Delilah Dawson, author extraordinaire, recently wrote a post, “On Writing: WE’RE CLOSED.” It resonated with me on so many levels, even the showering. Go on, read it. She nails it.

Therefore, if you see me, or another author you know working like this, stuffed into an office, losing it slowly, be gentle. Speak clearly and directly, but don’t be offended if the glaze of storytelling doesn’t leave the eyes. We’re elsewhere.

And when we do return, there’ll be another story to consider.

The Agreement

This picture was taken on Tap Out‘s Book Birthday, 9/11. It is far and away, the most viewed picture of me, ever. Facebook tells me so. There’s more to this picture, though, than just me mugging with my novel, grinning ear-to-ear. You see, most days I’m not smiling like this. I’m downright serious. It has nothing to do with being surly (although some might argue otherwise, and win). It has to do with the agreement I entered when I decided to be a writer. It’s a similar pact for anyone who’s pursuing something with no guarantees, say opening a business or working toward a degree or trying to successfully raise a child. We all agree to the following:

  • We will work hard, if not tirelessly toward our goal.
  • We will not complain, because we chose this; we could have picked otherwise.
  • We accept that we may fail, and, indeed will fail, many times along the way.
  • We understand that no one owes us anything.
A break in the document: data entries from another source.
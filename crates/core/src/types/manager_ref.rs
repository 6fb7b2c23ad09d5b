//! Tagged manager references.
//!
//! Legacy roster records hold a bare `manager_id` string that may be an
//! agent store key, a human-facing agent code, or a key into the admin
//! collection - the ambiguity is absorbed at read time by the hierarchy
//! resolver's probe chain. Records written going forward carry a
//! `ManagerRef` instead, deciding the kind at data-entry time.

use serde::{Deserialize, Serialize};

/// A reference to another personnel record, tagged by kind.
#[derive(Debug, Clone, PartialEq, Eq, Serialize, Deserialize)]
#[serde(tag = "kind", content = "value", rename_all = "snake_case")]
pub enum ManagerRef {
    /// Store key into the agent roster.
    AgentKey(String),
    /// Human-facing agent code (field query, not a store key).
    AgentCode(String),
    /// Store key into the legacy admin collection.
    AdminKey(String),
}

impl ManagerRef {
    /// The referenced value, regardless of kind.
    #[must_use]
    pub fn value(&self) -> &str {
        match self {
            Self::AgentKey(v) | Self::AgentCode(v) | Self::AdminKey(v) => v,
        }
    }
}
//! Capability tags granting access to backoffice modules.

use std::collections::BTreeSet;

use serde::{Deserialize, Serialize};

use super::tier::StaffRole;

/// Capability granting access to every module.
pub const WILDCARD: &str = "*";

/// Set of capability tags held by a caller.
///
/// Membership checks are wildcard-aware: a set containing [`WILDCARD`]
/// grants every capability.
#[derive(Debug, Clone, PartialEq, Eq, Serialize, Deserialize, Default)]
#[serde(transparent)]
pub struct CapabilitySet(BTreeSet<String>);

impl CapabilitySet {
    /// Empty set - grants nothing.
    #[must_use]
    pub const fn none() -> Self {
        Self(BTreeSet::new())
    }

    /// Set containing only the wildcard.
    #[must_use]
    pub fn all() -> Self {
        let mut set = BTreeSet::new();
        set.insert(WILDCARD.to_owned());
        Self(set)
    }

    /// Default capabilities conferred by a roster role.
    ///
    /// Admin gets the wildcard; Manager and Agent get fixed module sets.
    /// Roster records may override these with an explicit `modules` array.
    #[must_use]
    pub fn defaults_for(role: StaffRole) -> Self {
        match role {
            StaffRole::Admin => Self::all(),
            StaffRole::Manager => ["dashboard", "leads", "agents", "profile"]
                .into_iter()
                .collect(),
            StaffRole::Agent => ["dashboard", "leads", "profile"].into_iter().collect(),
        }
    }

    /// Whether the set grants `capability`, directly or via the wildcard.
    #[must_use]
    pub fn grants(&self, capability: &str) -> bool {
        self.0.contains(WILDCARD) || self.0.contains(capability)
    }

    #[must_use]
    pub fn is_empty(&self) -> bool {
        self.0.is_empty()
    }

    pub fn insert(&mut self, capability: impl Into<String>) {
        self.0.insert(capability.into());
    }

    pub fn iter(&self) -> impl Iterator<Item = &str> {
        self.0.iter().map(String::as_str)
    }
}

impl<S: Into<String>> FromIterator<S> for CapabilitySet {
    fn from_iter<I: IntoIterator<Item = S>>(iter: I) -> Self {
        Self(iter.into_iter().map(Into::into).collect())
    }
}
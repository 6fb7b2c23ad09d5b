//! Rate limiting middleware using governor and `tower_governor`.
//!
//! Provides configurable rate limiters for different endpoint categories:
//! - `lead_rate_limiter`: strict limits for lead submission (~10/min)
//! - `api_rate_limiter`: relaxed limits for the calculator endpoints (~100/min)

use std::net::IpAddr;
use std::sync::Arc;

use axum::http::Request;
use governor::clock::QuantaInstant;
use governor::middleware::NoOpMiddleware;
use tower_governor::{GovernorError, GovernorLayer, governor::GovernorConfigBuilder};

/// Key extractor that resolves the real client IP behind the Fly.io proxy.
#[derive(Clone, Copy)]
pub struct ProxyIpKeyExtractor;

/// Probed in order; `fly-client-ip` is set by the Fly.io edge, the other
/// two cover local reverse proxies. `x-forwarded-for` may carry a chain of
/// hops, so every value is treated as comma-separated and the first entry
/// (the original client) is taken.
const CLIENT_IP_HEADERS: [&str; 3] = ["fly-client-ip", "x-forwarded-for", "x-real-ip"];

impl tower_governor::key_extractor::KeyExtractor for ProxyIpKeyExtractor {
    type Key = IpAddr;

    fn extract<T>(&self, req: &Request<T>) -> Result<Self::Key, GovernorError> {
        CLIENT_IP_HEADERS
            .iter()
            .filter_map(|name| req.headers().get(*name))
            .filter_map(|value| value.to_str().ok())
            .filter_map(|value| value.split(',').next())
            .find_map(|candidate| candidate.trim().parse::<IpAddr>().ok())
            .ok_or(GovernorError::UnableToExtractKey)
    }
}

/// Rate limiter layer type for Axum.
pub type RateLimiterLayer =
    GovernorLayer<ProxyIpKeyExtractor, NoOpMiddleware<QuantaInstant>, axum::body::Body>;

/// Create rate limiter for lead submission: ~10 requests per minute per IP.
///
/// Configuration: 1 request every 6 seconds (replenish), burst of 5.
///
/// # Panics
///
/// This function will not panic. The configuration uses only valid positive
/// integers, which are always accepted by `GovernorConfigBuilder`.
#[must_use]
pub fn lead_rate_limiter() -> RateLimiterLayer {
    let config = GovernorConfigBuilder::default()
        .key_extractor(ProxyIpKeyExtractor)
        .per_second(6)
        .burst_size(5)
        .finish()
        .expect("rate limiter config with per_second(6) and burst_size(5) is valid");
    GovernorLayer::new(Arc::new(config))
}

/// Create rate limiter for the calculator API: ~100 requests per minute per IP.
///
/// # Panics
///
/// This function will not panic. The configuration uses only valid positive
/// integers, which are always accepted by `GovernorConfigBuilder`.
#[must_use]
pub fn api_rate_limiter() -> RateLimiterLayer {
    let config = GovernorConfigBuilder::default()
        .key_extractor(ProxyIpKeyExtractor)
        .per_second(1)
        .burst_size(50)
        .finish()
        .expect("rate limiter config with per_second(1) and burst_size(50) is valid");
    GovernorLayer::new(Arc::new(config))
}

#[cfg(test)]
#[allow(clippy::unwrap_used)]
mod tests {
    use super::*;
    use tower_governor::key_extractor::KeyExtractor;

    #[test]
    fn test_fly_client_ip_takes_precedence() {
        let req = Request::builder()
            .header("fly-client-ip", "203.0.113.7")
            .header("x-forwarded-for", "198.51.100.1, 10.0.0.1")
            .body(())
            .unwrap();
        let key = ProxyIpKeyExtractor.extract(&req).unwrap();
        assert_eq!(key.to_string(), "203.0.113.7");
    }

    #[test]
    fn test_forwarded_for_uses_first_hop() {
        let req = Request::builder()
            .header("x-forwarded-for", "198.51.100.1, 10.0.0.1")
            .body(())
            .unwrap();
        let key = ProxyIpKeyExtractor.extract(&req).unwrap();
        assert_eq!(key.to_string(), "198.51.100.1");
    }

    #[test]
    fn test_unparsable_header_falls_through() {
        let req = Request::builder()
            .header("fly-client-ip", "not-an-ip")
            .header("x-real-ip", "198.51.100.7")
            .body(())
            .unwrap();
        let key = ProxyIpKeyExtractor.extract(&req).unwrap();
        assert_eq!(key.to_string(), "198.51.100.7");
    }

    #[test]
    fn test_no_headers_is_an_error() {
        let req = Request::builder().body(()).unwrap();
        assert!(ProxyIpKeyExtractor.extract(&req).is_err());
    }
}
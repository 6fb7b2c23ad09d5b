//! CLI command implementations.

pub mod consolidate;
pub mod copy;
pub mod migrate;
pub mod rekey;
pub mod seed;

use secrecy::SecretString;
use thiserror::Error;

use loanmitra_access::{PgDocumentStore, StoreError};

/// Errors shared by the CLI commands.
#[derive(Debug, Error)]
pub enum CommandError {
    #[error("missing environment variable: {0}")]
    MissingEnvVar(&'static str),
    #[error("invalid input: {0}")]
    InvalidInput(String),
    #[error(transparent)]
    Store(#[from] StoreError),
}

/// Connect to the store named by `DATABASE_URL`.
pub(crate) async fn connect_default() -> Result<PgDocumentStore, CommandError> {
    dotenvy::dotenv().ok();
    let url = std::env::var("DATABASE_URL")
        .map_err(|_| CommandError::MissingEnvVar("DATABASE_URL"))?;
    Ok(PgDocumentStore::connect(&SecretString::from(url)).await?)
}
//! HTTP route handlers for the public site.
//!
//! # Route Structure
//!
//! ```text
//! GET  /health                 - Liveness check
//!
//! # Leads (rate-limited, ~10/min per IP)
//! POST /api/leads/{category}   - Submit a lead form
//!
//! # Branches
//! GET  /api/branches           - Active branch offices
//!
//! # Tools (rate-limited, ~100/min per IP)
//! POST /api/tools/emi          - EMI calculation
//! POST /api/tools/credit-score - Indicative credit-score estimate
//! ```

pub mod branches;
pub mod leads;
pub mod tools;

use axum::{
    Router,
    routing::{get, post},
};

use crate::middleware::{api_rate_limiter, lead_rate_limiter};
use crate::state::AppState;

/// Create the lead submission router.
pub fn lead_routes() -> Router<AppState> {
    Router::new()
        .route("/api/leads/{category}", post(leads::submit))
        .layer(lead_rate_limiter())
}

/// Create the calculator tools router.
pub fn tool_routes() -> Router<AppState> {
    Router::new()
        .route("/api/tools/emi", post(tools::emi))
        .route("/api/tools/credit-score", post(tools::credit_score))
        .layer(api_rate_limiter())
}

/// Create the full route tree.
pub fn routes() -> Router<AppState> {
    Router::new()
        .merge(lead_routes())
        .merge(tool_routes())
        .route("/api/branches", get(branches::list))
}
//! Re-key `admin_users` documents by email.
//!
//! Early seed tooling keyed admin documents by opaque generated keys,
//! forcing every lookup through a field query. Re-keying by the (already
//! unique) email turns those into point reads. Old keys are deleted after
//! the new document is written, so an interrupted run leaves at worst a
//! duplicate, never a loss.

use std::sync::Arc;

use loanmitra_access::{DocumentStore, store::collections};

use super::{CommandError, connect_default};

pub async fn admin_users() -> Result<(), CommandError> {
    let store = Arc::new(connect_default().await?) as Arc<dyn DocumentStore>;

    let rows = store.list(collections::ADMIN_USERS, None).await?;
    let mut rekeyed = 0usize;
    let mut skipped = 0usize;

    for (key, doc) in rows {
        let Some(email) = doc.get("email").and_then(|v| v.as_str()).map(str::to_owned) else {
            tracing::warn!(%key, "admin_users document has no email; skipping");
            skipped += 1;
            continue;
        };
        if key == email {
            skipped += 1;
            continue;
        }
        store.put(collections::ADMIN_USERS, &email, doc).await?;
        store.delete(collections::ADMIN_USERS, &key).await?;
        rekeyed += 1;
    }

    tracing::info!(rekeyed, skipped, "admin_users rekey complete");
    Ok(())
}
Therefore, the time spent in pursuit may not be filled with a pictorial catalog of grins and laughter. More likely there will be an earnestness, a borderline hostility. This is not an excuse. I do not feel it’s all right to be a jerk just because you’re out to prove something. Nor is this a stereotype. I can guarantee that there are writers and doctoral candidates and mothers to quintuplets who smile all the live-long day. I just have never met one. I think they may be as rare as unicorns.

However, when the goal is achieved, be prepared for a bit of mania. I haven’t yet touched down from the high I’ve felt since Tap Out was released. There have been wonderful reviews and an outpouring of support from my colleagues and family and friends. Bookstores are selling out of Tap Out and having to restock because of the high demand. Seriously? I did this? I wrote a book that well?

It’s hard to imagine when you’re in it that you’ll ever reach this point. But for all of you at whatever stage, think of that grin. Imagine that’s you next to your novel or at your office door or watching your child off to school. The agreement is the way it is because it forces the best out of us.

That picture up there proves it.

Time to Till

The summer is when I get the bulk of my writing done. As a teacher it’s very tempting to sit out by my pool on a daily basis and watch the clouds pass overhead. Or sleep in and behave as if I’m retired. But I keep a very similar schedule as the rest of the year. I’m up early, albeit an hour later–6 am, and at the computer for as  long as possible. Usually that’s until I need to leave for work. Over the summer it’s however long the stamina lasts. Some days it’s a couple hours. Others, I’ve got to remind myself to eat.

I love this time and I hate this time. The pressure is truly on because if I don’t establish my next idea, if I don’t solidify a solid premise that I want to spend the next few months with…well, I’ve missed my window. It’s not that I can’t or don’t write well during the school year, it’s just that the time and consideration a new project takes is considerable. The hours I need are now. I cannot be wasteful.

I’ve been fortunate. Most of my seeds have come during June and July. Some as late as August. That’s not coincidence, though. Because as I’m working during the year, I’m also writing shorter pieces, taking notes about what my students are concerned with, overall just paying attention to the landscape I visit every day.

Now, with school finishing next week, I’m off to ALA and then some family time. But I’m already turning my starter stories in my palm, looking for the best. I’m outlining and thinking about hooks and hoping I have the germ of another sweet idea.

It’s time to plant, so that come fall I’ll know that the harvest with be bountiful.

For my other teacher/writers out there, happy sowing.